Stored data
►

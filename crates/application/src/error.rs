//! Application-level errors

use domain::DomainError;
use thiserror::Error;

/// Errors that can occur in the application layer
#[derive(Debug, Error)]
pub enum ApplicationError {
    /// Domain-level error
    #[error(transparent)]
    Domain(#[from] DomainError),

    /// The request could not be built or was rejected as malformed
    #[error("Invalid request: {0}")]
    InvalidRequest(String),

    /// The remote service could not be reached
    #[error("Network unreachable: {0}")]
    NetworkUnreachable(String),

    /// The remote service answered with a non-success status
    #[error("Server error: HTTP {status}")]
    ServerError {
        /// HTTP status code
        status: u16,
    },

    /// The response body did not match the expected schema
    #[error("Decode error: {0}")]
    Decode(String),

    /// Audio output failure
    #[error("Audio error: {0}")]
    Audio(String),

    /// Settings could not be read or persisted
    #[error("Settings error: {0}")]
    Settings(String),

    /// Configuration error
    #[error("Configuration error: {0}")]
    Configuration(String),

    /// Internal error
    #[error("Internal error: {0}")]
    Internal(String),
}

impl ApplicationError {
    /// Check if this error is retryable
    pub const fn is_retryable(&self) -> bool {
        match self {
            Self::NetworkUnreachable(_) => true,
            Self::ServerError { status } => *status >= 500,
            _ => false,
        }
    }
}

#[cfg(test)]
mod tests {
    use super::*;

    #[test]
    fn server_error_display() {
        let err = ApplicationError::ServerError { status: 503 };
        assert_eq!(err.to_string(), "Server error: HTTP 503");
    }

    #[test]
    fn domain_error_is_transparent() {
        let err: ApplicationError = DomainError::invalid_coordinates(91.0, 0.0).into();
        assert!(matches!(err, ApplicationError::Domain(_)));
        assert!(err.to_string().contains("91"));
    }

    #[test]
    fn retryable_errors() {
        assert!(ApplicationError::NetworkUnreachable("offline".into()).is_retryable());
        assert!(ApplicationError::ServerError { status: 500 }.is_retryable());
        assert!(!ApplicationError::ServerError { status: 401 }.is_retryable());
        assert!(!ApplicationError::Decode("bad json".into()).is_retryable());
        assert!(!ApplicationError::InvalidRequest("lat".into()).is_retryable());
    }
}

◄

» What to do: Copy out the data above word for word, starting at its first line and ending with the line that contains "let err = ApplicationError::ServerError".

» Exercise solution:
filename crates/application/src/error.rs
//! Application-level errors

use domain::DomainError;
use thiserror::Error;

/// Errors that can occur in the application layer
#[derive(Debug, Error)]
pub enum ApplicationError {
    /// Domain-level error
    #[error(transparent)]
    Domain(#[from] DomainError),

    /// The request could not be built or was rejected as malformed
    #[error("Invalid request: {0}")]
    InvalidRequest(String),

    /// The remote service could not be reached
    #[error("Network unreachable: {0}")]
    NetworkUnreachable(String),

    /// The remote service answered with a non-success status
    #[error("Server error: HTTP {status}")]
    ServerError {
        /// HTTP status code
        status: u16,
    },

    /// The response body did not match the expected schema
    #[error("Decode error: {0}")]
    Decode(String),

    /// Audio output failure
    #[error("Audio error: {0}")]
    Audio(String),

    /// Settings could not be read or persisted
    #[error("Settings error: {0}")]
    Settings(String),

    /// Configuration error
    #[error("Configuration error: {0}")]
    Configuration(String),

    /// Internal error
    #[error("Internal error: {0}")]
    Internal(String),
}

impl ApplicationError {
    /// Check if this error is retryable
    pub const fn is_retryable(&self) -> bool {
        match self {
            Self::NetworkUnreachable(_) => true,
            Self::ServerError { status } => *status >= 500,
            _ => false,
        }
    }
}

#[cfg(test)]
mod tests {
    use super::*;

    #[test]
    fn server_error_display() {
        let err = ApplicationError::ServerError { status: 503 };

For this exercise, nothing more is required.